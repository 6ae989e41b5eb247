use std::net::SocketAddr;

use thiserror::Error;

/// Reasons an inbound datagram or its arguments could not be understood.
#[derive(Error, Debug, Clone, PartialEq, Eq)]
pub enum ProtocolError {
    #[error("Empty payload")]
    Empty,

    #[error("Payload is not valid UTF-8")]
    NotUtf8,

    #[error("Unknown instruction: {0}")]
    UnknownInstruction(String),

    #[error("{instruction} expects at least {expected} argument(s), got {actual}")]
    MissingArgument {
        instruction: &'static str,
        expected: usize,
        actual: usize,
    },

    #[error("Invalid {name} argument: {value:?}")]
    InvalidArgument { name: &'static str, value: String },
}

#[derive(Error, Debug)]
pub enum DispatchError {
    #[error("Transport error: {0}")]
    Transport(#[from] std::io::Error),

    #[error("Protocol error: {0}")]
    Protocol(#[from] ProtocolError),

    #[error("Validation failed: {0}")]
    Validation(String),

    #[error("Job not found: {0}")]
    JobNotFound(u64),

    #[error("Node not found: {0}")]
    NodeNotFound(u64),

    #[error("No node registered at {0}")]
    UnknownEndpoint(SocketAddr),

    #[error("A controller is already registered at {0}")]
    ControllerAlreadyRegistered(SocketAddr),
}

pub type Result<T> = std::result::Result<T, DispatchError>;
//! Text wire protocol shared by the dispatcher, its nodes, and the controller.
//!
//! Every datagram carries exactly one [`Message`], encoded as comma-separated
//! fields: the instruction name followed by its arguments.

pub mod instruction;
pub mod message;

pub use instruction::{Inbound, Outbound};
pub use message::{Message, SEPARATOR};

+++

*What is required*: Print the material exactly. Include every line.

*Written answer*:
repository 6ae989e41b5eb247
use std::net::SocketAddr;

use thiserror::Error;

/// Reasons an inbound datagram or its arguments could not be understood.
#[derive(Error, Debug, Clone, PartialEq, Eq)]
pub enum ProtocolError {
    #[error("Empty payload")]
    Empty,

    #[error("Payload is not valid UTF-8")]
    NotUtf8,

    #[error("Unknown instruction: {0}")]
    UnknownInstruction(String),

    #[error("{instruction} expects at least {expected} argument(s), got {actual}")]
    MissingArgument {
        instruction: &'static str,
        expected: usize,
        actual: usize,
    },

    #[error("Invalid {name} argument: {value:?}")]
    InvalidArgument { name: &'static str, value: String },
}

#[derive(Error, Debug)]
pub enum DispatchError {
    #[error("Transport error: {0}")]
    Transport(#[from] std::io::Error),

    #[error("Protocol error: {0}")]
    Protocol(#[from] ProtocolError),

    #[error("Validation failed: {0}")]
    Validation(String),

    #[error("Job not found: {0}")]
    JobNotFound(u64),

    #[error("Node not found: {0}")]
    NodeNotFound(u64),

    #[error("No node registered at {0}")]
    UnknownEndpoint(SocketAddr),

    #[error("A controller is already registered at {0}")]
    ControllerAlreadyRegistered(SocketAddr),
}

pub type Result<T> = std::result::Result<T, DispatchError>;
//! Text wire protocol shared by the dispatcher, its nodes, and the controller.
//!
//! Every datagram carries exactly one [`Message`], encoded as comma-separated
//! fields: the instruction name followed by its arguments.

pub mod instruction;
pub mod message;

pub use instruction::{Inbound, Outbound};
pub use message::{Message, SEPARATOR};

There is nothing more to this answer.